Jill Patterson, University of Manitoba / Children’s Hospital Research Institute of Manitoba
Jill Patterson is a Research Coordinator for Metabolic Disorders Clinical Trials Research Team in conjunction with the Program in Genetics and Metabolism (Winnipeg Regional Health Authority), the Children’s Hospital Research Institute of Manitoba and the University of Manitoba in Winnipeg, Manitoba. She has graduated with a M.A. in Sociology from the University of Manitoba, with a research background in both qualitative and quantitative research methods. Jill is the Winnipeg site coordinator for the Canadian Fabry Disease Initiative (CFDI). She works with the site investigators Dr. Cheryl Rockman-Greenberg Dr. Aziz Mhanni and Dr. Patrick Frosk. The CFDI study is a longitudinal research study examining the effectiveness of different enzyme replacement therapy drugs in treating Fabry disease, as well as examining disease progression in Fabry patients who are not receiving enzyme replacement therapy. She has been asked to represent the Winnipeg site at this Fabry symposium presenting on two unique pediatric patients in the CFDI study who have developed high levels of antibodies to the enzyme replacement therapy drug.

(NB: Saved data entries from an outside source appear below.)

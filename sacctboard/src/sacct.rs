// Adapter for the external `sacct` accounting command.
//
// Invocation shape: sacct -a -n -P -S <since> -E <until> -o <fields>, plus
// -u <user> for user-scoped queries.  Each call takes one token from the
// cluster's bucket first, runs with a per-attempt deadline, and retries with
// exponential backoff (1s doubling, capped at 30s) on non-zero exit, spawn
// failure, or timeout.  Step rows (first field containing '.') are filtered
// out of the result unless explicitly requested.
//
// Every attempt emits a structured log event with the window and outcome.

use crate::errors::PipelineError;
use crate::ratelimit::Limits;
use std::io;
use std::io::Read;
use std::process::{Command, ExitStatus, Stdio};
use std::thread;
use std::time::{Duration, Instant};
use tracing::{error, info};

pub const DEFAULT_TIMEOUT_SECS: u64 = 120;
pub const DEFAULT_RETRIES: u32 = 3;
const BACKOFF_START: Duration = Duration::from_secs(1);
const BACKOFF_CAP: Duration = Duration::from_secs(30);
const STDERR_LOG_LIMIT: usize = 500;

/// Fixed knobs for sacct invocations: which executable to run (tests point
/// this at a stub), the per-attempt deadline, and the total attempt count.

#[derive(Debug, Clone)]
pub struct SacctSettings {
    pub command: String,
    pub timeout: Duration,
    pub retries: u32,
}

impl Default for SacctSettings {
    fn default() -> SacctSettings {
        SacctSettings {
            command: "sacct".to_string(),
            timeout: Duration::from_secs(DEFAULT_TIMEOUT_SECS),
            retries: DEFAULT_RETRIES,
        }
    }
}

impl SacctSettings {
    pub fn call(&self, cluster: &str, since: &str, until: &str) -> SacctCall {
        SacctCall {
            cluster: cluster.to_string(),
            since: since.to_string(),
            until: until.to_string(),
            user: None,
            fields: sacctlog::SACCT_FIELDS.to_string(),
            include_steps: false,
            settings: self.clone(),
        }
    }
}

/// One accounting query over a half-open time window.

#[derive(Debug, Clone)]
pub struct SacctCall {
    pub cluster: String,
    pub since: String,
    pub until: String,
    pub user: Option<String>,
    pub fields: String,
    pub include_steps: bool,
    pub settings: SacctSettings,
}

/// Run the accounting command, returning the raw pipe-delimited rows.

pub fn run_sacct(limits: &mut Limits, call: &SacctCall) -> Result<Vec<String>, PipelineError> {
    limits.bucket(&call.cluster).acquire(&call.cluster);

    let mut attempt = 0u32;
    let mut backoff = BACKOFF_START;
    loop {
        attempt += 1;
        let started = Instant::now();
        let mut cmd = Command::new(&call.settings.command);
        cmd.args(["-a", "-n", "-P"])
            .arg("-S")
            .arg(&call.since)
            .arg("-E")
            .arg(&call.until)
            .arg("-o")
            .arg(&call.fields);
        if let Some(ref user) = call.user {
            cmd.arg("-u").arg(user);
        }
        let reason = match run_with_deadline(&mut cmd, call.settings.timeout) {
            Err(e) => {
                error!(
                    cluster = %call.cluster, phase = "sacct_call",
                    start = %call.since, end = %call.until,
                    calls = attempt, exit_code = "SPAWN", msg = %e,
                );
                format!("could not run {}: {e}", call.settings.command)
            }
            Ok(None) => {
                error!(
                    cluster = %call.cluster, phase = "sacct_call",
                    start = %call.since, end = %call.until,
                    calls = attempt, exit_code = "TIMEOUT",
                    msg = format!("timeout after {}s", call.settings.timeout.as_secs_f64()),
                );
                format!("timeout after {}s", call.settings.timeout.as_secs_f64())
            }
            Ok(Some((status, stdout, stderr))) => {
                if status.success() {
                    let duration_s = started.elapsed().as_secs_f64();
                    let rows = collect_rows(&stdout, call.include_steps);
                    info!(
                        cluster = %call.cluster, phase = "sacct_call",
                        start = %call.since, end = %call.until,
                        calls = attempt, exit_code = 0,
                        rows = rows.len(), duration_s,
                    );
                    return Ok(rows);
                }
                let rc = status.code().unwrap_or(-1);
                let stderr_txt: String = String::from_utf8_lossy(&stderr)
                    .chars()
                    .take(STDERR_LOG_LIMIT)
                    .collect();
                error!(
                    cluster = %call.cluster, phase = "sacct_call",
                    start = %call.since, end = %call.until,
                    calls = attempt, exit_code = rc, stderr = %stderr_txt,
                );
                format!("exit code {rc}")
            }
        };
        if attempt >= call.settings.retries {
            return Err(PipelineError::AccountingFailed {
                attempts: attempt,
                reason,
            });
        }
        thread::sleep(backoff);
        backoff = (backoff * 2).min(BACKOFF_CAP);
    }
}

fn collect_rows(stdout: &[u8], include_steps: bool) -> Vec<String> {
    let text = String::from_utf8_lossy(stdout);
    if include_steps {
        text.lines().map(str::to_string).collect()
    } else {
        text.lines()
            .filter(|ln| !ln.is_empty() && !ln.split('|').next().unwrap_or("").contains('.'))
            .map(str::to_string)
            .collect()
    }
}

// Run the command with a deadline.  Ok(None) means the deadline passed and
// the child was killed.  Output is drained on separate threads so a chatty
// child cannot deadlock against a full pipe.
fn run_with_deadline(
    cmd: &mut Command,
    timeout: Duration,
) -> io::Result<Option<(ExitStatus, Vec<u8>, Vec<u8>)>> {
    let mut child = cmd.stdout(Stdio::piped()).stderr(Stdio::piped()).spawn()?;
    let mut out_pipe = child.stdout.take().expect("stdout was piped");
    let mut err_pipe = child.stderr.take().expect("stderr was piped");
    let out_thread = thread::spawn(move || {
        let mut buf = Vec::new();
        let _ = out_pipe.read_to_end(&mut buf);
        buf
    });
    let err_thread = thread::spawn(move || {
        let mut buf = Vec::new();
        let _ = err_pipe.read_to_end(&mut buf);
        buf
    });
    let deadline = Instant::now() + timeout;
    loop {
        if let Some(status) = child.try_wait()? {
            let stdout = out_thread.join().unwrap_or_default();
            let stderr = err_thread.join().unwrap_or_default();
            return Ok(Some((status, stdout, stderr)));
        }
        if Instant::now() >= deadline {
            let _ = child.kill();
            let _ = child.wait();
            let _ = out_thread.join();
            let _ = err_thread.join();
            return Ok(None);
        }
        thread::sleep(Duration::from_millis(25));
    }
}

#[cfg(test)]
pub fn stub_command(dir: &std::path::Path, name: &str, body: &str) -> String {
    use std::os::unix::fs::PermissionsExt;
    let path = dir.join(name);
    std::fs::write(&path, format!("#!/bin/sh\n{body}\n")).unwrap();
    let mut perm = std::fs::metadata(&path).unwrap().permissions();
    perm.set_mode(0o755);
    std::fs::set_permissions(&path, perm).unwrap();
    path.to_str().unwrap().to_string()
}

#[cfg(test)]
fn test_call(command: String, retries: u32, timeout_ms: u64) -> SacctCall {
    SacctSettings {
        command,
        timeout: Duration::from_millis(timeout_ms),
        retries,
    }
    .call("testcluster", "2025-08-01", "2025-09-01")
}

#[test]
fn test_run_sacct_filters_steps() {
    let dir = tempfile::tempdir().unwrap();
    let cmd = stub_command(
        dir.path(),
        "fake_sacct",
        "printf '1|a|COMPLETED|1|1|1|||||||2025-08-02T00:00:00\\n1.batch|a|COMPLETED|1|1|1|||||||2025-08-02T00:00:00\\n2|b|FAILED|1|1|1|||||||2025-08-02T00:00:00\\n'",
    );
    let mut limits = Limits::new(600.0);
    let rows = run_sacct(&mut limits, &test_call(cmd.clone(), 1, 5000)).unwrap();
    assert_eq!(rows.len(), 2);
    assert!(rows[0].starts_with("1|"));
    assert!(rows[1].starts_with("2|"));

    let mut call = test_call(cmd, 1, 5000);
    call.include_steps = true;
    let rows = run_sacct(&mut limits, &call).unwrap();
    assert_eq!(rows.len(), 3);
}

#[test]
fn test_run_sacct_failure_exhausts_retries() {
    let dir = tempfile::tempdir().unwrap();
    let cmd = stub_command(dir.path(), "fail_sacct", "echo doom >&2; exit 7");
    let mut limits = Limits::new(600.0);
    match run_sacct(&mut limits, &test_call(cmd, 1, 5000)) {
        Err(PipelineError::AccountingFailed { attempts, reason }) => {
            assert_eq!(attempts, 1);
            assert!(reason.contains("exit code 7"));
        }
        other => panic!("expected AccountingFailed, got {other:?}"),
    }
}

#[test]
fn test_run_sacct_timeout() {
    let dir = tempfile::tempdir().unwrap();
    let cmd = stub_command(dir.path(), "slow_sacct", "sleep 5");
    let mut limits = Limits::new(600.0);
    match run_sacct(&mut limits, &test_call(cmd, 1, 200)) {
        Err(PipelineError::AccountingFailed { reason, .. }) => {
            assert!(reason.contains("timeout"));
        }
        other => panic!("expected timeout, got {other:?}"),
    }
}

#[test]
fn test_run_sacct_missing_binary() {
    let mut limits = Limits::new(600.0);
    let call = test_call("/definitely/not/here".to_string(), 1, 1000);
    assert!(run_sacct(&mut limits, &call).is_err());
}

Asuri N. Prasad, University of Western Ontario
Asuri Narayan Prasad, MBBS, MD, FRCPC, FRCPE is a Professor in Pediatrics and Clinical Neurosciences at the Schulich School of Medicine and Dentistry at the University of Western Ontario, London, Ontario Canada. He is currently in full time practice as an academic pediatric neurologist on Staff at Children’s Hospital, London Health Sciences Centre. He is also appointed as an Associate Scientist at Child Health Research Institute (CHRI) affiliated with the Children’s Hospital. His research interests focus on pediatric epilepsy, the interface between genetics, metabolism and neurological disorders in childhood. He serves as a pediatric neurologist in the Neurometabolic (multidisciplinary) service at the Children’s Hospital in London since 2005. He has numerous peer reviewed publications and abstracts to his credit in high impact journals including; “Epilepsia”, “Brain”, “Neurology”, Journal of Child Neurology”, “Molecular Genetics and Metabolism” and the “Canadian Journal of Neurological Sciences”. He has served as President of the Canadian Association of Child Neurology (2013-2015) and is a member of the Board of Directors of the Canadian Neurosciences Federation. He has served on national and international academic societies (Canadian Neurosciences Federation, American Epilepsy Society) and provincial task force on genetic testing in epilepsy. He is committed to improving the lives of children with epilepsy and neurological disorders and their families.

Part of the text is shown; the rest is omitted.